El que recibe un S. sin la debida intención con la conciencia de ser incapaz o no estar dispuesto a recibirlo comete un grave sacrilegio. Lo mismo vale para quien teniendo una duda fundada acerca de sus propias disposiciones recibe un S. sin hacer antes lo posible para disponerse suficientemente. 5. Efectos. - El efecto principal de los sacramentos es la gracia santificante cuya corona son las virtudes infusas y los dones del Espíritu Santo.

El bautismo y la penitencia fueron instituidos para conferir la gracia a los que están aún privados de ella: por esta razón se llaman sacramentos de muertos (para los enfermos graves que no están en condiciones de confesarse la extremaunción tiene también valor de S. de muertos); pero si el que recibe este S. está ya en gracia, el S. produce un aumento de la gracia y de las virtudes y dones anejos. Los demás sacramentos se instituyeron para aumentar la gracia en quien ya la posee: de donde la denominación de sacramentos de vivos; sin embargo, excepcionalmente producen la gracia en quien está aún privado de ella, esto es, cuando el que los recibe, sin culpa suya, no advierte de ningún modo su falta de disposición y tiene la atrición sobrenatural de sus culpas graves, con la firme voluntad de no volver a pecar al menos mortalmente. Cuando faltan en el sujeto las condiciones necesarias para poder recibir la gracia el S. no produce al menos inmediatamente la gracia santificante y los efectos unidos con ella.

En este caso, exceptuando la eucaristía y según no pocos teólogos también la penitencia, el S. produce estos efectos apenas se aparta lo que impedía su producción, a condición de que exista todavía en el sujeto el título a la gracia causado por el S. (título que permanece mientras dura la necesidad espiritual a la cual está destinado el S.). Si la recepción del S. no fue sacrílega, o sea, si el óbice a la gracia fue sólo negativo, y si ningún pecado mortal fue cometido después, esto ocurre en el momento en que el sujeto está suficientemente atrito; si la recepción del S.

fue sacrílega, esto es, si hubo un óbice positivo a la gracia, o si se cometió alguna culpa grave después de haber recibido un S. con sólo impedimento negativo, ocurre en el momento en que se consigue la remisión de las culpas graves, sea por medio de la contrición perfecta, sea por medio de un S. recibido con las debidas disposiciones. A la gracia santificante causada por un S. va unido un favor especial, llamado gracia sacramental: éste es un título constante para recibir en el momento oportuno especiales gracias actuales para poner los actos con cuya repetición se alcanza el fin propio del S.; según una opinión bien fundada implica también una revigorización interna añadida a la gracia común y a las virtudes infusas. Cuando no existen en el sujeto las disposiciones necesarias para que un S. recibido por un sujeto capaz con la debida intención pueda producir la gracia, excepto en la eucaristía, y según no pocos también en la penitencia, el S. produce en el alma un título a la gracia santificante, llamado res et sacramentum: ciertos teólogos por buenas razones defienden que todo S., excepto la eucaristía, produce siempre y ante todo este título exigitorio de la gracia.

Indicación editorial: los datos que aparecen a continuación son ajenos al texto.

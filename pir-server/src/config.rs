//! Server configuration module
//!
//! Handles loading configuration from environment variables with sensible defaults.

use std::net::SocketAddr;
use std::path::PathBuf;
use std::time::Duration;

/// Server configuration loaded from environment variables
#[derive(Debug, Clone)]
pub struct Config {
    /// Server port (default: 3000)
    pub port: u16,
    /// Server host (default: 127.0.0.1)
    pub host: [u8; 4],
    /// Agency owning the services published by this node (default: "default")
    pub agency: String,
    /// PostgreSQL URL; in-memory stores when unset
    pub database_url: Option<String>,
    /// Database connection pool maximum connections (default: 20)
    pub database_max_connections: u32,
    /// Database connection pool minimum connections (default: 2)
    pub database_min_connections: u32,
    /// Blob store root directory; in-memory blobs when unset
    pub storage_dir: Option<PathBuf>,
    /// Blob key prefix under which source datasets live (default: "datasets")
    pub dataset_prefix: String,
    /// Concurrent dataset constructions (default: 4)
    pub publish_workers: usize,
    /// Publishes allowed to wait for a worker (default: 64)
    pub publish_queue_capacity: usize,
    /// Construction deadline in seconds (default: 600)
    pub publish_timeout_secs: u64,
    /// Maximum items per query (default: 64)
    pub max_query_items: usize,
    /// Maximum rows one query item may address (default: 256)
    pub max_rows_per_item: usize,
    /// Credential freshness window in seconds (default: 300)
    pub credential_max_age_secs: u64,
    /// Allowed CORS origins, comma-separated (default: allow all in dev)
    pub allowed_origins: Option<Vec<String>>,
    /// Request body limit in MB (default: 8)
    pub body_limit_mb: usize,
    /// Request timeout in seconds (default: 30)
    pub timeout_secs: u64,
    /// Enable rate limiting (default: false for tests, true when loaded from env)
    pub rate_limit_enabled: bool,
    /// Rate limit: requests per second (default: 10)
    pub rate_limit_per_sec: u64,
    /// Rate limit: burst size (default: 20)
    pub rate_limit_burst: u32,
}

impl Default for Config {
    fn default() -> Self {
        Self {
            port: 3000,
            host: [127, 0, 0, 1],
            agency: "default".to_string(),
            database_url: None,
            database_max_connections: 20,
            database_min_connections: 2,
            storage_dir: None,
            dataset_prefix: "datasets".to_string(),
            publish_workers: 4,
            publish_queue_capacity: 64,
            publish_timeout_secs: 600,
            max_query_items: 64,
            max_rows_per_item: 256,
            credential_max_age_secs: 300,
            allowed_origins: None, // None = allow all (dev mode)
            body_limit_mb: 8,
            timeout_secs: 30,
            rate_limit_enabled: false, // Disabled by default (for tests)
            rate_limit_per_sec: 10,
            rate_limit_burst: 20,
        }
    }
}

fn env_parse<T: std::str::FromStr>(name: &str) -> Option<T> {
    std::env::var(name).ok().and_then(|v| v.parse().ok())
}

fn env_string(name: &str) -> Option<String> {
    std::env::var(name)
        .ok()
        .map(|v| v.trim().to_string())
        .filter(|v| !v.is_empty())
}

impl Config {
    /// Load configuration from environment variables
    pub fn from_env() -> Self {
        let defaults = Self::default();

        let host = std::env::var("HOST")
            .ok()
            .map(|h| {
                if h == "0.0.0.0" {
                    [0, 0, 0, 0]
                } else {
                    [127, 0, 0, 1]
                }
            })
            .unwrap_or(defaults.host);

        let allowed_origins = std::env::var("ALLOWED_ORIGINS").ok().map(|origins| {
            origins
                .split(',')
                .map(|s| s.trim().to_string())
                .filter(|s| !s.is_empty())
                .collect()
        });

        // On unless RATE_LIMIT_ENABLED=false
        let rate_limit_enabled = std::env::var("RATE_LIMIT_ENABLED")
            .map(|v| v.to_lowercase() != "false")
            .unwrap_or(true);

        Self {
            port: env_parse("PORT").unwrap_or(defaults.port),
            host,
            agency: env_string("PIR_AGENCY").unwrap_or(defaults.agency),
            database_url: env_string("DATABASE_URL"),
            database_max_connections: env_parse("DATABASE_MAX_CONNECTIONS")
                .unwrap_or(defaults.database_max_connections),
            database_min_connections: env_parse("DATABASE_MIN_CONNECTIONS")
                .unwrap_or(defaults.database_min_connections),
            storage_dir: env_string("PIR_STORAGE_DIR").map(PathBuf::from),
            dataset_prefix: env_string("PIR_DATASET_PREFIX")
                .map(|p| p.trim_matches('/').to_string())
                .unwrap_or(defaults.dataset_prefix),
            publish_workers: env_parse("PUBLISH_WORKERS")
                .filter(|&n: &usize| n > 0)
                .unwrap_or(defaults.publish_workers),
            publish_queue_capacity: env_parse("PUBLISH_QUEUE_CAPACITY")
                .unwrap_or(defaults.publish_queue_capacity),
            publish_timeout_secs: env_parse("PUBLISH_TIMEOUT_SECS")
                .unwrap_or(defaults.publish_timeout_secs),
            max_query_items: env_parse("MAX_QUERY_ITEMS")
                .filter(|&n: &usize| n > 0)
                .unwrap_or(defaults.max_query_items),
            max_rows_per_item: env_parse("MAX_ROWS_PER_ITEM")
                .filter(|&n: &usize| n > 0)
                .unwrap_or(defaults.max_rows_per_item),
            credential_max_age_secs: env_parse("CREDENTIAL_MAX_AGE_SECS")
                .unwrap_or(defaults.credential_max_age_secs),
            allowed_origins,
            body_limit_mb: env_parse("BODY_LIMIT_MB").unwrap_or(defaults.body_limit_mb),
            timeout_secs: env_parse("REQUEST_TIMEOUT_SECS").unwrap_or(defaults.timeout_secs),
            rate_limit_enabled,
            rate_limit_per_sec: env_parse("RATE_LIMIT_PER_SEC")
                .unwrap_or(defaults.rate_limit_per_sec),
            rate_limit_burst: env_parse("RATE_LIMIT_BURST").unwrap_or(defaults.rate_limit_burst),
        }
    }

    /// Get socket address from config
    pub fn socket_addr(&self) -> SocketAddr {
        SocketAddr::from((self.host, self.port))
    }

    pub fn publish_timeout(&self) -> Duration {
        Duration::from_secs(self.publish_timeout_secs)
    }

    pub fn credential_max_age(&self) -> Duration {
        Duration::from_secs(self.credential_max_age_secs)
    }
}

#[cfg(test)]
mod tests {
    use super::*;

    #[test]
    fn test_default_config() {
        let config = Config::default();
        assert_eq!(config.port, 3000);
        assert!(config.database_url.is_none());
        assert!(config.storage_dir.is_none());
        assert!(!config.rate_limit_enabled);
        assert!(config.publish_workers > 0);
        assert_eq!(config.max_rows_per_item, 256);
    }

    #[test]
    fn test_socket_addr() {
        let config = Config {
            host: [0, 0, 0, 0],
            port: 8080,
            ..Config::default()
        };
        assert_eq!(config.socket_addr().to_string(), "0.0.0.0:8080");
    }

    #[test]
    fn test_durations() {
        let config = Config::default();
        assert_eq!(config.publish_timeout(), Duration::from_secs(600));
        assert_eq!(config.credential_max_age(), Duration::from_secs(300));
    }
}
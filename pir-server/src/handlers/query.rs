//! Query handler
//!
//! Handles POST /api/pir/query. Query failures are part of the answer: the
//! body is a `QueryResponse` with `status` set to `success` or `failure`,
//! identical to what topic senders receive.

use axum::{extract::State, Json};
use pir_core::{QueryRequest, QueryResponse};

use crate::state::AppState;

/// Answer a PIR query.
#[utoipa::path(
    post,
    path = "/api/pir/query",
    tag = "Query",
    request_body(
        content = String,
        content_type = "application/json",
        description = "QueryRequest: queryParam (serviceId, searchType, algorithmType, \
            credential) and obfuscateData (version, pointX, items)"
    ),
    responses(
        (status = 200, description = "QueryResponse with status `success` or `failure`"),
        (status = 400, description = "Malformed JSON body"),
        (status = 422, description = "Body does not match QueryRequest")
    )
)]
pub async fn query_handler(
    State(state): State<AppState>,
    Json(request): Json<QueryRequest>,
) -> Json<QueryResponse> {
    Json(state.pipeline.query(&request).await)
}
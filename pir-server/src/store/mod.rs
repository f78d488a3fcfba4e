//! Service store module
//!
//! Persists the records a PIR deployment needs across restarts:
//! - **Published services**: status and serialized setting per service
//! - **Access grants**: per-service credentials checked on every query
//! - **Invocations**: one audit row per authorized query
//!
//! Uses PostgreSQL when `DATABASE_URL` is configured, otherwise an in-memory
//! store (records are lost on restart).

pub mod error;
mod memory;
mod postgres;

pub use error::StoreError;
pub use memory::MemoryStore;
pub use postgres::PostgresStore;

use std::fmt;
use std::str::FromStr;

use async_trait::async_trait;
use chrono::{DateTime, Utc};
use serde::{Deserialize, Serialize};
use uuid::Uuid;

/// Publish status of a service.
#[derive(Debug, Clone, Copy, PartialEq, Eq, Hash, Serialize, Deserialize)]
pub enum PublishStatus {
    Publishing,
    PublishSuccess,
    PublishFailed,
}

impl PublishStatus {
    pub fn as_str(&self) -> &'static str {
        match self {
            Self::Publishing => "Publishing",
            Self::PublishSuccess => "PublishSuccess",
            Self::PublishFailed => "PublishFailed",
        }
    }

    /// Only successfully published services answer queries.
    pub fn is_ready(&self) -> bool {
        matches!(self, Self::PublishSuccess)
    }

    pub fn is_terminal(&self) -> bool {
        !matches!(self, Self::Publishing)
    }
}

impl fmt::Display for PublishStatus {
    fn fmt(&self, f: &mut fmt::Formatter<'_>) -> fmt::Result {
        f.write_str(self.as_str())
    }
}

impl FromStr for PublishStatus {
    type Err = StoreError;

    fn from_str(s: &str) -> Result<Self, Self::Err> {
        match s {
            "Publishing" => Ok(Self::Publishing),
            "PublishSuccess" => Ok(Self::PublishSuccess),
            "PublishFailed" => Ok(Self::PublishFailed),
            other => Err(StoreError::Serialization(format!(
                "Unknown publish status: {}",
                other
            ))),
        }
    }
}

/// Status record of one published service.
#[derive(Debug, Clone, PartialEq, Eq, Serialize, Deserialize)]
pub struct PublishedServiceInfo {
    pub service_id: String,
    /// Agency owning the service
    pub agency: String,
    pub status: PublishStatus,
    pub status_msg: String,
    /// Serialized `ServiceSetting` JSON
    pub service_config: String,
    /// Setting of a republish running over a live service
    #[serde(default)]
    pub pending_config: Option<String>,
    pub created_at: DateTime<Utc>,
    pub updated_at: DateTime<Utc>,
}

impl PublishedServiceInfo {
    /// Fresh record entering `Publishing`.
    pub fn publishing(
        service_id: impl Into<String>,
        agency: impl Into<String>,
        service_config: impl Into<String>,
    ) -> Self {
        let now = Utc::now();
        Self {
            service_id: service_id.into(),
            agency: agency.into(),
            status: PublishStatus::Publishing,
            status_msg: String::new(),
            service_config: service_config.into(),
            pending_config: None,
            created_at: now,
            updated_at: now,
        }
    }

    /// A publish of this service has not committed yet.
    pub fn is_publishing(&self) -> bool {
        self.status == PublishStatus::Publishing || self.pending_config.is_some()
    }
}

/// Result of claiming a service for a new publish.
#[derive(Debug, Clone, Copy, PartialEq, Eq)]
pub enum PublishClaim {
    /// Record created or reset to `Publishing` with the new setting
    Started,
    /// Live record left serving; the new setting waits in `pending_config`
    Staged,
    /// Another publish of the service has not committed yet
    InProgress,
}

/// Access grant for one requester on one service.
#[derive(Debug, Clone, PartialEq, Eq, Serialize, Deserialize)]
pub struct ServiceAuth {
    pub service_id: String,
    pub access_key_id: String,
    #[serde(skip_serializing)]
    pub access_secret: String,
    /// No expiry when absent
    pub expire_at: Option<DateTime<Utc>>,
}

impl ServiceAuth {
    pub fn is_expired(&self, now: DateTime<Utc>) -> bool {
        self.expire_at.is_some_and(|at| at <= now)
    }
}

#[derive(Debug, Clone, Copy, PartialEq, Eq, Serialize, Deserialize)]
pub enum InvokeStatus {
    Success,
    Failed,
}

impl InvokeStatus {
    pub fn as_str(&self) -> &'static str {
        match self {
            Self::Success => "Success",
            Self::Failed => "Failed",
        }
    }
}

impl FromStr for InvokeStatus {
    type Err = StoreError;

    fn from_str(s: &str) -> Result<Self, Self::Err> {
        match s {
            "Success" => Ok(Self::Success),
            "Failed" => Ok(Self::Failed),
            other => Err(StoreError::Serialization(format!(
                "Unknown invoke status: {}",
                other
            ))),
        }
    }
}

/// Audit record of one authorized query.
#[derive(Debug, Clone, PartialEq, Eq, Serialize, Deserialize)]
pub struct InvokeRecord {
    pub invoke_id: Uuid,
    pub service_id: String,
    /// Access key that issued the query
    pub invoker: String,
    pub status: InvokeStatus,
    pub message: String,
    pub started_at: DateTime<Utc>,
    pub finished_at: DateTime<Utc>,
}

/// Published service records and invocation audit.
#[async_trait]
pub trait ServiceStore: Send + Sync {
    async fn get(&self, service_id: &str) -> Result<Option<PublishedServiceInfo>, StoreError>;

    /// Insert or fully replace a record.
    async fn upsert(&self, info: &PublishedServiceInfo) -> Result<(), StoreError>;

    /// Atomically claim `info.service_id` for a publish of `info.service_config`.
    ///
    /// Absent or failed records become `info`. A `PublishSuccess` record keeps
    /// its status and setting and stores the new one as pending. A record with
    /// an uncommitted publish is left alone.
    async fn begin_publish(
        &self,
        info: &PublishedServiceInfo,
    ) -> Result<PublishClaim, StoreError>;

    /// Single-write terminal transition; fails when the record is missing.
    ///
    /// With a pending setting, success promotes it and failure drops it; the
    /// record stays `PublishSuccess` either way. Returns the stored record.
    async fn finish_publish(
        &self,
        service_id: &str,
        status: PublishStatus,
        status_msg: &str,
    ) -> Result<PublishedServiceInfo, StoreError>;

    /// Records of `agency`, optionally restricted to one status.
    async fn list(
        &self,
        agency: &str,
        status: Option<PublishStatus>,
    ) -> Result<Vec<PublishedServiceInfo>, StoreError>;

    async fn record_invocation(&self, record: &InvokeRecord) -> Result<(), StoreError>;

    async fn invocations(&self, service_id: &str) -> Result<Vec<InvokeRecord>, StoreError>;

    /// Backend connectivity check (always Ok for memory backends).
    async fn check_health(&self) -> Result<(), StoreError> {
        Ok(())
    }
}

/// Per-service access grants.
#[async_trait]
pub trait AuthStore: Send + Sync {
    async fn find_auth(
        &self,
        service_id: &str,
        access_key_id: &str,
    ) -> Result<Option<ServiceAuth>, StoreError>;

    async fn grant(&self, auth: &ServiceAuth) -> Result<(), StoreError>;
}
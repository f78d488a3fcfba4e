//! HTTP request handlers
//!
//! This module contains all the request handlers for the API endpoints.

pub mod health;
pub mod publish;
pub mod query;
pub mod services;

pub use crate::state::AppState;
pub use health::{health, ready, HealthResponse, ReadyResponse};
pub use publish::{publish_handler, PublishRequest, PublishResponse};
pub use query::query_handler;
pub use services::{service_status_handler, ServiceStatusResponse};
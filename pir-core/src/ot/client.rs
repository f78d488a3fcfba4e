//! Requester side of the protocol.
//!
//! [`PirClient`] builds blinded query items for a list of keys and decodes the
//! server's answer with the secrets it kept. Services use it as the reference
//! decoder in tests; requesters embed it directly.
//!
//! `idObfuscation` candidates travel in plaintext, so decoys must be keys the
//! service is as likely to hold as the real one. They are drawn uniformly from
//! a requester-supplied decoy pool (for example a published key list or the
//! requester's own population); a client without a pool refuses to build
//! `idObfuscation` queries.

use base64::{engine::general_purpose::STANDARD as BASE64, Engine};
use curve25519_dalek::ristretto::RistrettoPoint;
use curve25519_dalek::scalar::Scalar;
use rand::rngs::OsRng;
use rand::seq::SliceRandom;
use zeroize::Zeroize;

use super::{
    decode_point, encode_point, hash_to_scalar, mask, random_scalar, AlgorithmType, OtPayload,
    OtResult, OT_PROTOCOL_VERSION,
};
use crate::error::{PirError, Result};
use crate::query::{
    ObfuscateData, ObfuscateDataItem, ObfuscateQueryResult, QueryParam, QueryRequest,
};
use crate::table::key_hash;

/// Default number of hex characters of the key hash sent as `idFilter`.
pub const DEFAULT_FILTER_LENGTH: usize = 4;

/// Default number of decoys drawn for each `idObfuscation` key.
pub const DEFAULT_DECOYS: usize = 7;

/// Secret kept by the requester for one item.
pub struct ItemSecret {
    key: String,
    b: Scalar,
}

impl ItemSecret {
    pub fn key(&self) -> &str {
        &self.key
    }

    /// Recover the addressed row from one item's answer, if present.
    pub fn decode(&self, result: &OtResult) -> Option<OtPayload> {
        result.items.iter().find_map(|item| {
            let w = decode_point(&item.point_w).ok()?;
            let cipher = BASE64.decode(&item.cipher).ok()?;
            let plaintext = mask(&(self.b * w), &cipher);
            let payload: OtPayload = serde_json::from_slice(&plaintext).ok()?;
            (payload.key == self.key).then_some(payload)
        })
    }
}

impl Drop for ItemSecret {
    fn drop(&mut self) {
        self.key.zeroize();
        self.b.zeroize();
    }
}

/// Secrets for one query, aligned with its items.
pub struct QuerySecrets {
    a: Scalar,
    items: Vec<ItemSecret>,
}

impl QuerySecrets {
    pub fn items(&self) -> &[ItemSecret] {
        &self.items
    }
}

impl Drop for QuerySecrets {
    fn drop(&mut self) {
        self.a.zeroize();
    }
}

impl std::fmt::Debug for QuerySecrets {
    fn fmt(&self, f: &mut std::fmt::Formatter<'_>) -> std::fmt::Result {
        f.debug_struct("QuerySecrets")
            .field("items", &self.items.len())
            .field("scalars", &"[REDACTED]")
            .finish()
    }
}

/// Builds queries and decodes answers for one algorithm.
#[derive(Clone)]
pub struct PirClient {
    algorithm: AlgorithmType,
    filter_length: usize,
    decoys: usize,
    decoy_pool: Vec<String>,
}

impl PirClient {
    pub fn new(algorithm: AlgorithmType) -> Self {
        Self {
            algorithm,
            filter_length: DEFAULT_FILTER_LENGTH,
            decoys: DEFAULT_DECOYS,
            decoy_pool: Vec::new(),
        }
    }

    /// Number of key-hash hex characters revealed per `idFilter` item.
    pub fn with_filter_length(mut self, filter_length: usize) -> Self {
        self.filter_length = filter_length.clamp(1, 64);
        self
    }

    /// Number of decoys mixed into each `idObfuscation` item.
    pub fn with_decoys(mut self, decoys: usize) -> Self {
        self.decoys = decoys;
        self
    }

    /// Keys `idObfuscation` decoys are drawn from. Duplicates are ignored.
    pub fn with_decoy_pool<I, S>(mut self, pool: I) -> Self
    where
        I: IntoIterator<Item = S>,
        S: Into<String>,
    {
        let mut pool: Vec<String> = pool
            .into_iter()
            .map(Into::into)
            .filter(|k| !k.is_empty())
            .collect();
        pool.sort();
        pool.dedup();
        self.decoy_pool = pool;
        self
    }

    pub fn algorithm(&self) -> AlgorithmType {
        self.algorithm
    }

    /// Blind `keys` into a request; `query_param.algorithm_type` is overwritten.
    pub fn build_query(
        &self,
        mut query_param: QueryParam,
        keys: &[&str],
    ) -> Result<(QueryRequest, QuerySecrets)> {
        if keys.is_empty() {
            return Err(PirError::validation("Must query at least one key"));
        }
        query_param.algorithm_type = self.algorithm.to_string();

        let mut rng = OsRng;
        let a = random_scalar(&mut rng);
        let point_x = RistrettoPoint::mul_base(&a);

        let mut items = Vec::with_capacity(keys.len());
        let mut secrets = Vec::with_capacity(keys.len());
        for (index, key) in keys.iter().enumerate() {
            let b = random_scalar(&mut rng);
            let point_y = RistrettoPoint::mul_base(&b);
            let point_z = RistrettoPoint::mul_base(&(a * b - hash_to_scalar(key)));

            let (filter, candidates) = match self.algorithm {
                AlgorithmType::IdFilter => {
                    let prefix = key_hash(key)[..self.filter_length].to_string();
                    (Some(prefix), Vec::new())
                }
                AlgorithmType::IdObfuscation => (None, self.candidates(key, &mut rng)?),
            };

            items.push(ObfuscateDataItem {
                id_index: index as u32,
                filter,
                candidates,
                point_y: encode_point(&point_y),
                point_z: encode_point(&point_z),
            });
            secrets.push(ItemSecret {
                key: key.to_string(),
                b,
            });
        }

        let request = QueryRequest {
            query_param,
            obfuscate_data: ObfuscateData {
                version: OT_PROTOCOL_VERSION,
                point_x: encode_point(&point_x),
                items,
            },
        };
        Ok((request, QuerySecrets { a, items: secrets }))
    }

    /// Decode an answer into one entry per queried key.
    pub fn decode(
        &self,
        secrets: &QuerySecrets,
        result: &ObfuscateQueryResult,
    ) -> Result<Vec<Option<OtPayload>>> {
        if result.ot_results.len() != secrets.items.len() {
            return Err(PirError::validation(format!(
                "Answer has {} results for {} queried keys",
                result.ot_results.len(),
                secrets.items.len()
            )));
        }
        Ok(secrets
            .items
            .iter()
            .zip(&result.ot_results)
            .map(|(secret, ot_result)| secret.decode(ot_result))
            .collect())
    }

    /// The key shuffled among up to `decoys` distinct pool keys.
    fn candidates(&self, key: &str, rng: &mut OsRng) -> Result<Vec<String>> {
        let pool: Vec<&String> = self.decoy_pool.iter().filter(|k| *k != key).collect();
        if pool.is_empty() || self.decoys == 0 {
            return Err(PirError::validation(
                "idObfuscation needs a decoy pool with keys besides the queried one",
            ));
        }

        let mut candidates: Vec<String> = pool
            .choose_multiple(rng, self.decoys)
            .map(|k| k.to_string())
            .collect();
        candidates.push(key.to_string());
        candidates.shuffle(rng);
        Ok(candidates)
    }
}

impl std::fmt::Debug for PirClient {
    fn fmt(&self, f: &mut std::fmt::Formatter<'_>) -> std::fmt::Result {
        f.debug_struct("PirClient")
            .field("algorithm", &self.algorithm)
            .field("filter_length", &self.filter_length)
            .field("decoys", &self.decoys)
            .field("decoy_pool", &self.decoy_pool.len())
            .finish()
    }
}

#[cfg(test)]
mod tests {
    use super::*;
    use crate::query::CredentialInfo;
    use crate::setting::SearchType;

    fn param() -> QueryParam {
        QueryParam {
            service_id: "svc".into(),
            search_type: SearchType::SearchExist,
            algorithm_type: String::new(),
            credential: CredentialInfo {
                access_key_id: "ak".into(),
                timestamp: 0,
                nonce: "n".into(),
                signature: "00".into(),
            },
        }
    }

    #[test]
    fn test_filter_query_items() {
        let client = PirClient::new(AlgorithmType::IdFilter).with_filter_length(6);
        let (request, secrets) = client.build_query(param(), &["alice", "bob"]).unwrap();

        assert_eq!(request.query_param.algorithm_type, "idFilter");
        assert_eq!(request.obfuscate_data.items.len(), 2);
        assert_eq!(secrets.items().len(), 2);
        let item = &request.obfuscate_data.items[1];
        assert_eq!(item.id_index, 1);
        assert_eq!(item.filter.as_deref(), Some(&key_hash("bob")[..6]));
        assert!(item.candidates.is_empty());
        assert!(request.check(16).is_ok());
    }

    fn pool() -> Vec<String> {
        (0..20).map(|i| format!("user-{}", i)).collect()
    }

    #[test]
    fn test_obfuscation_decoys_come_from_pool() {
        let client = PirClient::new(AlgorithmType::IdObfuscation)
            .with_decoys(5)
            .with_decoy_pool(pool());
        let (request, _) = client.build_query(param(), &["user-3"]).unwrap();

        let item = &request.obfuscate_data.items[0];
        assert_eq!(item.candidates.len(), 6);
        assert!(item.filter.is_none());
        assert_eq!(item.candidates.iter().filter(|c| *c == "user-3").count(), 1);
        assert!(item.candidates.iter().all(|c| pool().contains(c)));
    }

    #[test]
    fn test_obfuscation_without_pool_rejected() {
        let client = PirClient::new(AlgorithmType::IdObfuscation);
        assert!(client.build_query(param(), &["alice"]).is_err());

        let only_self = PirClient::new(AlgorithmType::IdObfuscation).with_decoy_pool(["alice"]);
        assert!(only_self.build_query(param(), &["alice"]).is_err());
    }

    #[test]
    fn test_small_pool_uses_every_decoy() {
        let client = PirClient::new(AlgorithmType::IdObfuscation)
            .with_decoys(10)
            .with_decoy_pool(["a", "b", "b", "target"]);
        let (request, _) = client.build_query(param(), &["target"]).unwrap();

        let mut candidates = request.obfuscate_data.items[0].candidates.clone();
        candidates.sort();
        assert_eq!(candidates, vec!["a", "b", "target"]);
    }

    #[test]
    fn test_empty_keys_rejected() {
        let client = PirClient::new(AlgorithmType::IdFilter);
        assert!(client.build_query(param(), &[]).is_err());
    }

    #[test]
    fn test_decode_length_mismatch_rejected() {
        let client = PirClient::new(AlgorithmType::IdFilter);
        let (_, secrets) = client.build_query(param(), &["alice"]).unwrap();
        let result = ObfuscateQueryResult::new("ds", "idFilter");
        assert!(client.decode(&secrets, &result).is_err());
    }

    #[test]
    fn test_secrets_debug_is_redacted() {
        let client = PirClient::new(AlgorithmType::IdFilter);
        let (_, secrets) = client.build_query(param(), &["alice"]).unwrap();
        let rendered = format!("{:?}", secrets);
        assert!(rendered.contains("REDACTED"));
        assert!(!rendered.contains("alice"));
    }
}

En los sacramentos que imprimen un carácter indeleble, el título de la gracia está constituido por el carácter; en los demás sacramentos este título es una impronta real, no indeleble, causada en el alma de quien recibe el sacramento: ésta se desvanece cuando cesa la necesidad especial a cuyo socorro está destinado el S.

Tres sacramentos, el bautismo, la confirmación y el orden, imprimen en el alma un carácter indeleble. La eficacia de los sacramentos de suyo no está limitada a un grado determinado; sin embargo, los sacramentos no producen en todos sus efectos en la misma medida, sino según el divino beneplácito y en proporción a las disposiciones del sujeto (Conc. de Trento, Denz. n. 199). V. Reviviscencia de los Sacramentos, Sacramentos (Iteración de los). Man.